Terzo posto per Maverick Vinales, che nel box ha Jorge Lorenzo a fargli da coach. Gli altri piloti sono rimasti stupiti dal lungo inverno del pilota KTM, dagli allenamenti sotto la pioggia alla meditazione a bordo pista. La cosa comunque sembra funzionare. È un quarto posto invece per Alex Marquez, fatto segnare però in un momento poco comodo: Alex è un altro che sembra aver ripreso da dove aveva lasciato. Stessa cosa si può dire per Marco Bezzecchi, che dell’Aprilia è contento anche se resta da ritrovare quella comodità di guida con cui si fanno le prestazioni, a quanto pare questa RS-GP funziona meglio ma va adattata. Seguono le due Honda di Marini e Mir, entrambi felici del lavoro svolto dai tecnici durante l’inverno, e un Francesco Bagnaia pressoché rinato: Pecco, a sette decimi dal compagno di squadra, ha parlato a lungo di feeling ritrovato, ricordandoci anche che lui la gomma per cercare il tempo non ha voluto montarla: “Faremo i conti alla fine del terzo giorno”.

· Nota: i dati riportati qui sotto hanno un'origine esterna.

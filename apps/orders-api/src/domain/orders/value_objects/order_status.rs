//! Order status in the fulfilment lifecycle.

use serde::{Deserialize, Serialize};
use std::fmt;

/// Fulfilment status of an order.
///
/// The wire representation is the lowercase name (`"pending"` etc.) and is
/// part of the external API contract.
///
/// The lifecycle is deliberately flat: any status may follow any other via
/// a status update. There are no terminal states and no transition table.
#[derive(Debug, Clone, Copy, Default, PartialEq, Eq, Hash, Serialize, Deserialize)]
#[serde(rename_all = "lowercase")]
pub enum OrderStatus {
    /// Order created, not yet picked up for processing.
    #[default]
    Pending,
    /// Order is being prepared or shipped.
    Processing,
    /// Order fulfilled.
    Completed,
    /// Order cancelled.
    Cancelled,
}

impl OrderStatus {
    /// All statuses, in lifecycle order.
    pub const ALL: [Self; 4] = [
        Self::Pending,
        Self::Processing,
        Self::Completed,
        Self::Cancelled,
    ];

    /// The lowercase wire name of this status.
    #[must_use]
    pub const fn as_str(&self) -> &'static str {
        match self {
            Self::Pending => "pending",
            Self::Processing => "processing",
            Self::Completed => "completed",
            Self::Cancelled => "cancelled",
        }
    }
}

impl fmt::Display for OrderStatus {
    fn fmt(&self, f: &mut fmt::Formatter<'_>) -> fmt::Result {
        f.write_str(self.as_str())
    }
}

Giornata tremenda per Fabio Quartararo, che rimedia una frattura al dito medio della mano destra riuscendo comunque a risultare primo delle Yamaha in nona posizione. Il francese, che rientrerà in Europa, ha picchiato duro sul progetto M1: “Sappiamo ce siamo molto lontani, dobbiamo accettarlo e lavorare duro”.

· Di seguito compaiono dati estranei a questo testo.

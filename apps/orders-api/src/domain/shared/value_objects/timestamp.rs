//! Timestamp value object for temporal data.

use chrono::{DateTime, Utc};
use serde::{Deserialize, Serialize};
use std::fmt;

/// A UTC timestamp for order creation and update tracking.
#[derive(Debug, Clone, Copy, PartialEq, Eq, PartialOrd, Ord, Hash, Serialize, Deserialize)]
#[serde(transparent)]
pub struct Timestamp(DateTime<Utc>);

impl Timestamp {
    /// Create a new Timestamp from a `DateTime<Utc>`.
    #[must_use]
    pub const fn new(dt: DateTime<Utc>) -> Self {
        Self(dt)
    }

    /// Get the current timestamp.
    #[must_use]
    pub fn now() -> Self {
        Self(Utc::now())
    }

    /// Parse from an ISO 8601 string.
    ///
    /// # Errors
    ///
    /// Returns error if the string is not a valid ISO 8601 timestamp.
    pub fn parse(s: &str) -> Result<Self, chrono::ParseError> {
        let dt = DateTime::parse_from_rfc3339(s)?;
        Ok(Self(dt.with_timezone(&Utc)))
    }

    /// Get the inner `DateTime<Utc>`.
    #[must_use]
    pub const fn as_datetime(&self) -> DateTime<Utc> {
        self.0
    }

    /// Format as ISO 8601 / RFC 3339 string.
    #[must_use]
    pub fn to_rfc3339(&self) -> String {
        self.0.to_rfc3339()
    }

    /// Get the Unix timestamp in seconds.
    #[must_use]
    pub fn unix_seconds(&self) -> i64 {
        self.0.timestamp()
    }
}

impl Default for Timestamp {
    fn default() -> Self {
        Self::now()
    }
}

impl fmt::Display for Timestamp {
    fn fmt(&self, f: &mut fmt::Formatter<'_>) -> fmt::Result {
        write!(f, "{}", self.0.to_rfc3339())
    }
}

impl From<DateTime<Utc>> for Timestamp {
    fn from(dt: DateTime<Utc>) -> Self {
        Self(dt)
    }
}

impl From<Timestamp> for DateTime<Utc> {
    fn from(ts: Timestamp) -> Self {
        ts.0
    }
}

Decima piazza per Franco Morbidelli, che non ha trovato le giuste sensazioni con la gomma del pomeriggio. Johann Zarco (11°) non è stato felice, lo stesso si può dire di Enea Bastianini, dodicesimo, che lamentava la mancanza di pezzi da parte di KTM. Dietro di lui Brad Binder, Jack Miller e Pedro Acosta, con quest’ultimo più contento di quanto possa far intendere la sua 15° posizione a fine giornata. 16° c’è poi Alex Rins, che ha parlato più nel dettaglio dei problemi Yamaha, uno su tutto il motore: “Adesso è a piena potenza e non basta, tra un mese dovremmo averne uno nuovo”.
Ci sono poi i due piloti del Team Trackhouse, i rookie e i collaudatori. Diogo Moreira si è prodotto nella caduta “più veloce della mia vita”, una chiusura d’anteriore alla curva 5. Una cosa simile è successa sia a Jack Miller che al già citato Fabio Quartararo. Di prime volte, infine, c'è anche stata quella di Jorge Martín davanti ai giornalisti, un Martín come sempre bravissimo a raccontare sé stesso, le sue debolezze e la grande motivazione chge lo accompagna: "Sono nato per questo", dice. Vale la pena credergli.